Perhaps this requirement is now superseded. We only need the tables.
But the specification of "SHOW Syntax" remains in case somebody likes it.

SHOW ENGINE INNODB LOCK STATUS
[LIKE 'tablename']
[LIMIT number_of_locks_to_print]

SHOW LOCK STATUS
WHERE engine='InnoDB' /* later, 'engine='MyISAM' etc. */
[AND resource_object_id='something']
[LIMIT number_of_locks_to_print]

Some comments (from the discussion thread)

Nowadays MySQL warns that SHOW INNODB STATUS is deprecated syntax
and users should use SHOW ENGINE INNODB STATUS instead. Peter expects
that this is analogous.

Since MySQL has LIKE 'pattern' for other SHOW statements, e.g.
SHOW STATUS [LIKE 'pattern'], Peter believes users will expect to see
"LIKE 'tablename'" rather than "tablename".

And Peter believes "LIMIT number_of_locks_to_print", rather than
"number_of_locks_to_print", might help avoid a parsing problem later
if we add a new clause before number_of_locks_to_print. Specifically,
he worries that someone will want to have
SHOW ENGINE INNODB LOCK STATUS WHERE ... LIMIT ...

SHOW LOCK STATUS will be the same as SELECT * FROM PERFORMANCE_SCHEMA.LOCKS.

Mutexes
-------

Originally this specification included mutexes.
Now it doesn't.

There is a similarity. We could be showing mutexes and
filling in these columns of PERFORMANCE_SCHEMA.LOCKS:
object_name = event_name, or part of event_name
object_type = 'MUTEX'
object_instance_begin = address
request_mode = 'X' (mutex locking is always exclusive)
request_status = 'WAIT' or 'GRANTED'
request_count = how many others are blocked

Currently one can get some information per mutex
with MUTEX_INSTANCES, for example:
NAME: wait/synch/mutex/sql/LOG::LOCK_log
OBJECT_INSTANCE_BEGIN: 34754648
LOCKED_BY_THREAD_ID: NULL

Or one could have a separate table which lists
only the holders of currently-held mutexes.
In that case, it's simply a list of copies of
EVENTS_WAITS_CURRENT mutex rows which don't
disappear until the mutex is unlocked.

Other lock situations to consider are: GET_LOCKS, FLUSH TABLES WITH READ LOCK,
metadata locks.

Other worklog entries
---------------------

In the past, there have been other suggestions for MySQL lock display:
"SHOW TABLE LOCKS [FROM (db|table)] [FOR user];" (WL#320, Jeremy Cole)
"SHOW LOCK QUEUE [FROM (db|table)]" (WL#321, Jeremy Cole)
"SHOW FULL PROCESSLIST" (WL#1275, Mark Matthews)
These are raw-idea-bin suggestions, and Peter thinks we can ignore them.
(Sergei Golubchik, on the other hand, thinks we should consider them.)

And there is a task in the benchmarks queue:
WL#2288 Patch Innodb-code to add status variable to show number of row locks

Some of the "mysqladmin debug" code might be worth looking at.

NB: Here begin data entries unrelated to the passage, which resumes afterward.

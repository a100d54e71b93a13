//! # Request Validation
//!
//! Stateless precondition checks for every remote operation.
//!
//! Each builder is a pure function over its inputs: it either fails fast
//! with a `ValidationError` or emits a fully-formed `PreparedRequest`
//! (method, path, serialized payload) for the transport collaborator. No
//! I/O happens here, so a rejected request can never be partially sent.

use super::errors::ValidationError;
use super::model::{BlockHashCheckReq, Metadata, RegisterAccountReq};
use dtcp_crypto::is_valid_public_key;
use serde::Serialize;

/// Version segment used when the caller leaves it blank.
pub const DEFAULT_VERSION: &str = "v1";

/// HTTP method of a prepared request.
#[derive(Debug, Clone, Copy, PartialEq, Eq)]
pub enum HttpMethod {
    /// Read-only lookup
    Get,
    /// Submission with a JSON body
    Post,
}

/// A validated, ready-to-send request.
#[derive(Debug, Clone, PartialEq, Eq)]
pub struct PreparedRequest {
    /// HTTP method
    pub method: HttpMethod,
    /// Fully-formed URL (`{base}/{version}/{resource}[/{param}]`)
    pub url: String,
    /// Already-serialized JSON payload, present for POST operations
    pub body: Option<String>,
}

impl PreparedRequest {
    fn get(url: String) -> Self {
        Self {
            method: HttpMethod::Get,
            url,
            body: None,
        }
    }

    fn post<T: Serialize>(url: String, payload: &T) -> Result<Self, ValidationError> {
        let body = serde_json::to_string(payload)
            .map_err(|_| ValidationError::UnserializablePayload)?;
        Ok(Self {
            method: HttpMethod::Post,
            url,
            body: Some(body),
        })
    }
}

fn is_blank(s: &str) -> bool {
    s.trim().is_empty()
}

fn version_or_default(version: &str) -> &str {
    if is_blank(version) {
        DEFAULT_VERSION
    } else {
        version
    }
}

/// Look up a metadata record by DNA.
pub fn query_metadata(
    url: &str,
    version: &str,
    dna: &str,
) -> Result<PreparedRequest, ValidationError> {
    if is_blank(url) {
        return Err(ValidationError::EmptyNodeAddress);
    }
    if is_blank(dna) {
        return Err(ValidationError::EmptyDna);
    }
    let v = version_or_default(version);
    Ok(PreparedRequest::get(format!("{url}/{v}/metadata/{dna}")))
}

/// Register a signed metadata record.
///
/// The record must already carry its signature and a complete license; a
/// record failing any of these checks never reaches the transport.
pub fn save_metadata(
    url: &str,
    version: &str,
    metadata: &Metadata,
) -> Result<PreparedRequest, ValidationError> {
    if is_blank(url) {
        return Err(ValidationError::EmptyNodeAddress);
    }
    if is_blank(&metadata.signature) {
        return Err(ValidationError::EmptySignature);
    }
    let license = metadata
        .license
        .as_ref()
        .ok_or(ValidationError::MissingLicense)?;
    if is_blank(&license.license_type) {
        return Err(ValidationError::EmptyLicenseType);
    }
    if license.parameters.is_empty() {
        return Err(ValidationError::EmptyLicenseParameters);
    }
    let v = version_or_default(version);
    PreparedRequest::post(format!("{url}/{v}/metadata"), metadata)
}

/// Look up a license definition by type.
pub fn query_license(
    url: &str,
    version: &str,
    license_type: &str,
) -> Result<PreparedRequest, ValidationError> {
    if is_blank(url) {
        return Err(ValidationError::EmptyNodeAddress);
    }
    if is_blank(license_type) {
        return Err(ValidationError::EmptyLicenseType);
    }
    let v = version_or_default(version);
    Ok(PreparedRequest::get(format!(
        "{url}/{v}/license/{license_type}"
    )))
}

/// Query the hash and height of the newest block.
pub fn query_latest_block_hash(
    url: &str,
    version: &str,
) -> Result<PreparedRequest, ValidationError> {
    if is_blank(url) {
        return Err(ValidationError::EmptyNodeAddress);
    }
    let v = version_or_default(version);
    Ok(PreparedRequest::get(format!("{url}/{v}/block_hash/")))
}

/// Check whether a block hash is on-chain at the given height.
pub fn check_block_hash(
    url: &str,
    version: &str,
    req: Option<&BlockHashCheckReq>,
) -> Result<PreparedRequest, ValidationError> {
    if is_blank(url) {
        return Err(ValidationError::EmptyNodeAddress);
    }
    let req = req.ok_or(ValidationError::MissingRequestBody)?;
    let v = version_or_default(version);
    PreparedRequest::post(format!("{url}/{v}/check_block_hash/"), req)
}

/// Register an account public key with its sub keys.
///
/// The main key must be a valid compressed point and at least one sub key
/// must be present.
pub fn register_account(
    url: &str,
    version: &str,
    req: &RegisterAccountReq,
) -> Result<PreparedRequest, ValidationError> {
    if is_blank(url) {
        return Err(ValidationError::EmptyNodeAddress);
    }
    if !is_valid_public_key(&req.pub_key, true) {
        return Err(ValidationError::InvalidPublicKey);
    }
    if req.signature.is_empty() {
        return Err(ValidationError::EmptySignature);
    }
    if req.sub_pub_keys.is_empty() {
        return Err(ValidationError::NoSubPublicKeys);
    }
    let v = version_or_default(version);
    PreparedRequest::post(format!("{url}/{v}/accounts/"), req)
}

Falcon has WL#3765 Falcon Diagnostics.

References
----------

BUG#9742: Put a SHOW LOCK TABLES

BUG#23076 No way of viewing locks from within the server (Mark Leith)
http://bugs.mysql.com/bug.php?id=23076

MySQL 5.6 Reference manual re INNODB_LOCKS table
http://dev.mysql.com/doc/refman/5.6/en/innodb-locks-table.html

"MySQL Internals: SHOW LOCKS or equivalent"
http://lists.mysql.com/internals/33907

Harrison Fisk's patch
[mysql internal address]/secure/mailarchive/mail.php?folder=4&mail=24248

BUG#33601 adding a view for information_schema to identify lock waiting
relations (another patch)
http://bugs.mysql.com/bug.php?id=33601

BUG#46391 No statistics are displayed for named locks from GET_LOCK() etc.

A table [performance_schema] locks is mentioned in the WL#2360 file attachment
[mysql internal address]/worklog/download/performance.txt?fid=400

Some more private references are visible by clicking on the 'Progress'
for 2009-04-13, to see what was deleted from 'References' on this date.